#### Exercise:
Tally the lines of the records that contain the string "each", then give the total and nothing more.

== Raw data

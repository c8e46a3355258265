//! # Task specification.
//!
//! Defines [`TaskConfig`] (execution parameters validated at declaration time)
//! and [`TaskSpec`], which binds a task body to its parameters.
//!
//! ## Rules
//! - `workers >= 1`
//! - `sleep_interval >= 0` seconds (finite)
//! - specs are registered on a [`ServiceBuilder`](crate::ServiceBuilder) and
//!   instantiated when the owning service starts

use std::time::Duration;

use crate::error::ConfigError;
use crate::tasks::task::TaskRef;

/// Execution parameters of a service task.
///
/// ## Example
/// ```rust
/// use std::time::Duration;
/// use servicevisor::TaskConfig;
///
/// let cfg = TaskConfig::new(true, 0.5, 3).unwrap();
/// assert_eq!(cfg.sleep_interval(), Duration::from_millis(500));
/// assert_eq!(cfg.workers(), 3);
///
/// assert!(TaskConfig::new(true, -1.0, 1).is_err());
/// assert!(TaskConfig::default().with_workers(0).is_err());
/// ```
#[derive(Clone, Copy, Debug, PartialEq, Eq)]
pub struct TaskConfig {
    periodic: bool,
    sleep_interval: Duration,
    workers: usize,
}

impl TaskConfig {
    /// Creates a validated config.
    ///
    /// ### Parameters
    /// - `periodic`: re-run the body after each invocation
    /// - `sleep_interval_secs`: pause between periodic runs
    /// - `workers`: number of concurrent units
    pub fn new(
        periodic: bool,
        sleep_interval_secs: f64,
        workers: usize,
    ) -> Result<Self, ConfigError> {
        if workers < 1 {
            return Err(ConfigError::ZeroWorkers);
        }
        if !sleep_interval_secs.is_finite() || sleep_interval_secs < 0.0 {
            return Err(ConfigError::InvalidInterval {
                secs: sleep_interval_secs,
            });
        }
        Ok(Self {
            periodic,
            sleep_interval: Duration::from_secs_f64(sleep_interval_secs),
            workers,
        })
    }

    /// Single-invocation task with one worker.
    pub fn one_shot() -> Self {
        Self {
            periodic: false,
            ..Self::default()
        }
    }

    /// Periodic task with one worker sleeping `interval` between runs.
    pub fn every(interval: Duration) -> Self {
        Self {
            sleep_interval: interval,
            ..Self::default()
        }
    }

    /// Returns a config with a different number of workers.
    pub fn with_workers(mut self, workers: usize) -> Result<Self, ConfigError> {
        if workers < 1 {
            return Err(ConfigError::ZeroWorkers);
        }
        self.workers = workers;
        Ok(self)
    }

    /// True when the body is re-invoked after each run.
    pub fn periodic(&self) -> bool {
        self.periodic
    }

    /// Pause between periodic runs.
    pub fn sleep_interval(&self) -> Duration {
        self.sleep_interval
    }

    /// Number of concurrent units.
    pub fn workers(&self) -> usize {
        self.workers
    }
}

impl Default for TaskConfig {
    /// `periodic = true`, `sleep_interval = 100ms`, `workers = 1`.
    fn default() -> Self {
        Self {
            periodic: true,
            sleep_interval: Duration::from_millis(100),
            workers: 1,
        }
    }
}

/// A task body bound to its execution parameters.
#[derive(Clone)]
pub struct TaskSpec {
    task: TaskRef,
    config: TaskConfig,
}

impl TaskSpec {
    /// Creates a new task specification.
    pub fn new(task: TaskRef, config: TaskConfig) -> Self {
        Self { task, config }
    }

    /// Returns reference to the task.
    pub fn task(&self) -> &TaskRef {
        &self.task
    }

    /// Convenience: returns the task name.
    pub fn name(&self) -> &str {
        self.task.name()
    }

    /// Returns the execution parameters.
    pub fn config(&self) -> TaskConfig {
        self.config
    }

    /// Deterministic unit name for worker `index` of this task on `service`.
    pub fn unit_name(&self, service: &str, index: usize) -> String {
        format!("{service}.{}.{index}", self.name())
    }
}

====

#### Solution for this task:
2